=== Task to carry out ===
Every line of the entries below that mentions "FileSource" is to be copied out.

=== The data ===
//! External collaborator boundary: credentials, biometric gate, file source,
//! and derived-text digest.
//!
//! Every trait here has a deterministic in-process implementation. The engine
//! treats collaborator failure as a signal to fall back, never as something to
//! say to the user: the conversation always proceeds.

use async_trait::async_trait;
use std::collections::hash_map::DefaultHasher;
use std::collections::{HashMap, VecDeque};
use std::hash::{Hash, Hasher};
use std::sync::Mutex;
use thiserror::Error;
use voxread_reader::digest;

#[derive(Error, Debug, Clone)]
pub enum CollabError {
    #[error("collaborator unavailable: {0}")]
    Unavailable(String),
    #[error("not found: {0}")]
    NotFound(String),
}

/// Case-insensitive, punctuation-free form used for credential comparison.
pub fn normalize_credential(raw: &str) -> String {
    raw.to_lowercase()
        .chars()
        .filter(|c| c.is_alphanumeric())
        .collect()
}

// ---------------------------------------------------------------------------
// Credentials
// ---------------------------------------------------------------------------

#[async_trait]
pub trait CredentialStore: Send + Sync {
    /// The stored secret for `username`, or `None` when the user is unknown.
    async fn lookup(&self, username: &str) -> Result<Option<String>, CollabError>;
}

/// Demo credential table. Doubles as the fallback when a real store fails.
pub struct InMemoryCredentials {
    users: HashMap<String, String>,
}

impl Default for InMemoryCredentials {
    fn default() -> Self {
        let users = [
            ("harini", "1234"),
            ("demo", "demo"),
            ("user", "password"),
            ("admin", "admin"),
        ]
        .into_iter()
        .map(|(u, p)| (u.to_string(), p.to_string()))
        .collect();
        Self { users }
    }
}

impl InMemoryCredentials {
    pub fn with_user(mut self, username: &str, secret: &str) -> Self {
        self.users
            .insert(normalize_credential(username), secret.to_string());
        self
    }
}

#[async_trait]
impl CredentialStore for InMemoryCredentials {
    async fn lookup(&self, username: &str) -> Result<Option<String>, CollabError> {
        Ok(self.users.get(&normalize_credential(username)).cloned())
    }
}

// ---------------------------------------------------------------------------
// Biometric gate
// ---------------------------------------------------------------------------

/// Outcome of one capture-and-match round at the face gate.
#[derive(Debug, Clone, PartialEq, Eq)]
pub enum FaceGateOutcome {
    Matched { freshly_enrolled: bool },
    Mismatched,
    NoFaceDetected,
    CameraUnavailable,
}

#[async_trait]
pub trait BiometricGate: Send + Sync {
    /// Capture a frame and match it against the enrolled descriptor for
    /// `username`, enrolling automatically when none exists yet.
    async fn check(&self, username: &str) -> FaceGateOutcome;
}

/// Deterministic simulated gate: each username maps to a seeded descriptor, so
/// the first check enrolls and every later check matches. Outcomes can be
/// scripted up front for exercising the failure prompts.
#[derive(Default)]
pub struct SimulatedBiometric {
    descriptors: Mutex<HashMap<String, u64>>,
    scripted: Mutex<VecDeque<FaceGateOutcome>>,
}

impl SimulatedBiometric {
    pub fn new() -> Self {
        Self::default()
    }

    /// Queue outcomes returned before the deterministic behavior resumes.
    pub fn with_outcomes(self, outcomes: Vec<FaceGateOutcome>) -> Self {
        *self.scripted.lock().unwrap() = outcomes.into();
        self
    }

    fn descriptor(username: &str) -> u64 {
        let mut hasher = DefaultHasher::new();
        username.hash(&mut hasher);
        hasher.finish()
    }
}

#[async_trait]
impl BiometricGate for SimulatedBiometric {
    async fn check(&self, username: &str) -> FaceGateOutcome {
        if let Some(outcome) = self.scripted.lock().unwrap().pop_front() {
            return outcome;
        }
        let captured = Self::descriptor(username);
        let mut descriptors = self.descriptors.lock().unwrap();
        match descriptors.get(username) {
            Some(enrolled) if *enrolled == captured => FaceGateOutcome::Matched {
                freshly_enrolled: false,
            },
            Some(_) => FaceGateOutcome::Mismatched,
            None => {
                descriptors.insert(username.to_string(), captured);
                FaceGateOutcome::Matched {
                    freshly_enrolled: true,
                }
            }
        }
    }
}

// ---------------------------------------------------------------------------
// File source
// ---------------------------------------------------------------------------

/// One discoverable document.
#[derive(Debug, Clone, PartialEq, Eq)]
pub struct FileEntry {
    pub name: String,
    /// Spoken type label, e.g. "PDF" or "Text".
    pub kind: String,
    pub icon: String,
}

#[async_trait]
pub trait FileSource: Send + Sync {
    async fn scan(&self) -> Result<Vec<FileEntry>, CollabError>;
    async fn load_text(&self, name: &str) -> Result<String, CollabError>;
}

/// The fixed list announced when no real file source responds.
pub fn demo_files() -> Vec<FileEntry> {
    [
        ("Maths Notes", "PDF", "📄"),
        ("History Book", "ePub", "📚"),
        ("Science Chapter", "PDF", "📄"),
        ("English Grammar", "Word Document", "📝"),
    ]
    .into_iter()
    .map(|(name, kind, icon)| FileEntry {
        name: name.to_string(),
        kind: kind.to_string(),
        icon: icon.to_string(),
    })
    .collect()
}

/// Fixed demo text substituted when document text cannot be fetched.
pub fn demo_text(name: &str) -> String {
    match name {
        "Maths Notes" => "\
Fractions describe parts of a whole. The number above the line is the numerator. \
The number below the line is the denominator. Two fractions are equivalent when \
they describe the same amount. To add fractions, first bring them to a common \
denominator. Multiplying fractions is simpler: multiply the numerators and the \
denominators directly. Division by a fraction is multiplication by its reciprocal. \
Practice these rules until they feel natural."
            .to_string(),
        "History Book" => "\
The printing press changed how knowledge traveled. Before it, every book was \
copied by hand, and a single copy could take months. Printed pages made books \
cheaper and far more common. Ideas began to move faster than any messenger. \
Newspapers followed, and with them a public that expected to be informed. \
Historians regard the press as one of the great accelerators of social change."
            .to_string(),
        "Science Chapter" => "\
Photosynthesis converts sunlight into chemical energy. Plants absorb water \
through their roots and carbon dioxide through tiny openings in their leaves. \
Chlorophyll captures light and drives the reaction forward. Oxygen is released \
as a byproduct, which is the oxygen we breathe.\n\
[IMAGE: diagram of a leaf cross-section]\n\
The glucose produced feeds the plant and, through food chains, nearly every \
living thing. Without photosynthesis most life on Earth would not exist."
            .to_string(),
        "English Grammar" => "\
A sentence needs a subject and a verb. The subject names who or what the \
sentence is about. The verb tells what the subject does or is. Adjectives \
describe nouns, while adverbs describe verbs, adjectives, or other adverbs. \
Punctuation marks the boundaries of thought. A full stop ends a statement, and \
a question mark ends a question."
            .to_string(),
        _ => "This document could not be loaded, so here is a short practice text. \
The quick brown fox jumps over the lazy dog. Reading aloud improves focus. \
Say next, repeat, or summarize at any time."
            .to_string(),
    }
}

/// Always-available file source backed by the demo list.
#[derive(Debug, Default)]
pub struct DemoLibrary;

#[async_trait]
impl FileSource for DemoLibrary {
    async fn scan(&self) -> Result<Vec<FileEntry>, CollabError> {
        Ok(demo_files())
    }

    async fn load_text(&self, name: &str) -> Result<String, CollabError> {
        Ok(demo_text(name))
    }
}

// ---------------------------------------------------------------------------
// Derived-text digest
// ---------------------------------------------------------------------------

#[async_trait]
pub trait DigestService: Send + Sync {
    async fn summarize(&self, text: &str, language: &str) -> Result<String, CollabError>;
    async fn explain(&self, text: &str) -> Result<String, CollabError>;
    async fn key_points(&self, text: &str) -> Result<String, CollabError>;
    async fn describe_media(&self, kind: &str, context: &str) -> Result<String, CollabError>;
    async fn answer(&self, question: &str, context: &str) -> Result<String, CollabError>;
}

/// Heuristic digest, always available. Language is accepted for interface
/// parity but the heuristics operate on the text as-is.
#[derive(Debug, Default)]
pub struct LocalDigest;

#[async_trait]
impl DigestService for LocalDigest {
    async fn summarize(&self, text: &str, _language: &str) -> Result<String, CollabError> {
        Ok(digest::summarize(text, 3))
    }

    async fn explain(&self, text: &str) -> Result<String, CollabError> {
        Ok(digest::explain(text))
    }

    async fn key_points(&self, text: &str) -> Result<String, CollabError> {
        Ok(digest::key_points(text, 4))
    }

    async fn describe_media(&self, kind: &str, context: &str) -> Result<String, CollabError> {
        Ok(digest::describe_media(kind, context))
    }

    async fn answer(&self, question: &str, context: &str) -> Result<String, CollabError> {
        Ok(digest::answer(question, context))
    }
}

#[cfg(test)]
mod tests {
    use super::*;

    #[tokio::test]
    async fn demo_credentials_match_after_normalization() {
        let store = InMemoryCredentials::default();
        let secret = store.lookup("Harini!").await.unwrap();
        assert_eq!(secret.as_deref(), Some("1234"));
        assert_eq!(store.lookup("nobody").await.unwrap(), None);
    }

    #[tokio::test]
    async fn simulated_biometric_enrolls_then_matches() {
        let gate = SimulatedBiometric::new();
        assert_eq!(
            gate.check("harini").await,
            FaceGateOutcome::Matched {
                freshly_enrolled: true
            }
        );
        assert_eq!(
            gate.check("harini").await,
            FaceGateOutcome::Matched {
                freshly_enrolled: false
            }
        );
    }

    #[tokio::test]
    async fn scripted_outcomes_come_first() {
        let gate = SimulatedBiometric::new()
            .with_outcomes(vec![FaceGateOutcome::CameraUnavailable]);
        assert_eq!(gate.check("demo").await, FaceGateOutcome::CameraUnavailable);
        assert_eq!(
            gate.check("demo").await,
            FaceGateOutcome::Matched {
                freshly_enrolled: true
            }
        );
    }

    #[test]
    fn demo_list_is_stable() {
        let files = demo_files();
        assert_eq!(files.len(), 4);
        assert_eq!(files[2].name, "Science Chapter");
    }

    #[test]
    fn science_chapter_carries_a_media_marker() {
        assert!(demo_text("Science Chapter").contains("[IMAGE:"));
    }
}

=== Written answer ===
pub trait FileSource: Send + Sync {
impl FileSource for DemoLibrary {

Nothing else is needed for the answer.